Data items
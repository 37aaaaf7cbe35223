//! # Sun geometry
//!
//! Two independent Sun computations feed the pass scanner, and they are kept apart on purpose:
//! they live in different frames and need different precision.
//!
//! - [`ephemeris`] – Sun position vector in the Earth-centered **inertial** frame from a
//!   closed-form low-precision solar model. Used by the shadow test.
//! - [`illumination`] – Binary sunlit / shadowed classification of a satellite against a
//!   **cylindrical** Earth shadow (umbra only).
//! - [`altitude`] – The [`SolarAltitude`](crate::sun::altitude::SolarAltitude) seam giving the
//!   **observer-local** Sun elevation used for the civil-twilight darkness test, plus a default
//!   implementation.
//!
//! ## Precision
//!
//! The ephemeris is good to roughly 0.01° in ecliptic longitude. That is plenty for a sunlit /
//! shadow decision and for a twilight threshold, and nowhere near astrometric quality.
pub mod altitude;
pub mod ephemeris;
pub mod illumination;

## Task requirements
Please return every line in the data that includes the string "ephemeris".

## Answer below
//! - [`ephemeris`] – Sun position vector in the Earth-centered **inertial** frame from a
//! The ephemeris is good to roughly 0.01° in ecliptic longitude. That is plenty for a sunlit /
pub mod ephemeris;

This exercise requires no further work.